We built alternative CONCAT trees using the posterior mean site frequency (PMSF) method38 implemented in IQ-TREE, which considers mixture classes of rates and substitution models (here the LG model) across sites. Because this method is computationally expensive, we downsampled the 10,575 taxa to 1000 (see below for the taxon downsampling strategy). ModelFinder (which is part of IQ-TREE)67 was used to select an optimal model among the empirical profile mixture models C10 to C6068, plus the site homogenous model (with Gamma rate across sites) as a control. This analysis consistently chose C60 as the optimal model for all tests. Therefore, we used the LG + C60 model for PMSF phylogenetic reconstruction. PMSF requires a guide tree, which we obtained from ModelFinder results. Computational challenge limited this analysis to at most 1000 taxa (which consumed 1.43 TB memory, close to the 1.5 TB physical memory equipped in our high-memory nodes). Branch support values were computed using the ultrafast bootstrap (UFBoot)69 method implemented in IQ-TREE. In parallel to this analysis, we performed phylogenetic inference using the Gamma model ( + G) or the FreeRate70 model (+R) on the same 1000-taxon input data for comparison purpose.

Species tree reconstruction using implicit methods

We applied two implicit strategies for inferring the evolutionary relationships among the sampled genomes. They are not based on the alignment of homologous features across multiple genomes, but instead are based on the predefined distances among genomes. Specifically, they are the Jaccard distances defined by the MinHash signature (see above), and by the presence/absence of the 400 marker genes (see above). The conventional neighbor joining (NJ) method as implemented in ClearCut 1.0.971 was used to reconstruct phylogenetic trees from the two distance matrices, respectively.

Rooting and post-manipulation of species trees

We rooted the species tree at the branch connecting the Archaea clade and Bacteria clade, according to the widely adopted hypothesis of life evolution72,73,74. The absence of Eukaryota does not impact the placement of root, since Eukaryota is considered derived, as a sister group or ingroup of Archaea in this hypothesis. We want to remind readers that this hypothesis is not without controversy75,76. The discovery and study of CPR and other divergent or transitional groups may provide materials for a second examination of this hypothesis, although this is beyond the scope of this study.

Internal nodes were flipped to follow the descending order (i.e., child nodes are sorted from less descendants to more descendants). Incremental numbers were assigned to internal node IDs in a pre-order traversal of the tree starting from the root (i.e., root = N1, LCA of Archaea = N2, LCA of Bacteria = N3, etc.). These node IDs can be used as unique identifiers in downstream analyses and applications.

Phylogeny-based downsampling of taxa

We designed a protocol to downsample taxa from the 10,575 genomes for further phylogenetic analyses. We adopted the relative evolutionary divergence (RED) metric14, as the core of our subsampling strategy. This metric allowed us to select large clades that best represent the deep phylogeny. Specifically, we calculated RED for all nodes (terminal and internal) of the ASTRAL tree (i.e., the tree shown in Fig. 1) using TreeNode functions implemented in scikit-bio 0.5.277. Nodes were selected iteratively from the low end of the RED list, with ancestral nodes (if any) of the current node dropped from the selection at each iteration, until the desired number of clades n was achieved.
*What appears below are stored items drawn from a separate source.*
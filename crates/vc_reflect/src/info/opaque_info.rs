use crate::info::{Type, TypePath};

/// Static description of a leaf type.
#[derive(Debug)]
pub struct OpaqueInfo {
    ty: Type,
}

impl OpaqueInfo {
    pub fn new<T: TypePath + ?Sized>() -> Self {
        Self { ty: Type::of::<T>() }
    }

    #[inline]
    pub const fn ty(&self) -> &Type {
        &self.ty
    }
}

/// Static description of [`Dynamic`](crate::ops::Dynamic).
///
/// Carries nothing beyond the type: the held value's info is only known per value.
#[derive(Debug)]
pub struct DynamicInfo {
    ty: Type,
}

impl DynamicInfo {
    pub fn new<T: TypePath + ?Sized>() -> Self {
        Self { ty: Type::of::<T>() }
    }

    #[inline]
    pub const fn ty(&self) -> &Type {
        &self.ty
    }
}
//! Helpers shared by the workspace's proc-macro crates.
#![allow(clippy::std_instead_of_alloc, reason = "proc-macro crate")]
#![allow(clippy::std_instead_of_core, reason = "proc-macro crate")]

extern crate proc_macro;

// -----------------------------------------------------------------------------
// Modules

mod manifest;

pub mod full_path;

// -----------------------------------------------------------------------------
// Exports

pub use manifest::Manifest;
Within each selected clade, four criteria were sequentially applied to the descendants until one taxon was selected: (1) contains the most marker genes; (2) contamination level is the lowest; (3) DNA quality score is the highest; (4) random selection (if there were still more than one taxon after applying the other three criteria). This protocol guaranteed the selection of n taxa, which maximize the representation of deep phylogeny.

Visualization and annotation of trees

Unique colors were assigned to selected NCBI-defined taxonomic groups above phylum, and phyla with 100 or more representatives in the sampled genomes. Colors of taxa were directly assigned based on their NCBI taxonomy assignment. Colors of clades and branches were determined based on the tax2tree decoration. The trees were rendered using iTOL v478 (unrooted or circular layouts) or FigTree 1.4.379 (rectangular layout).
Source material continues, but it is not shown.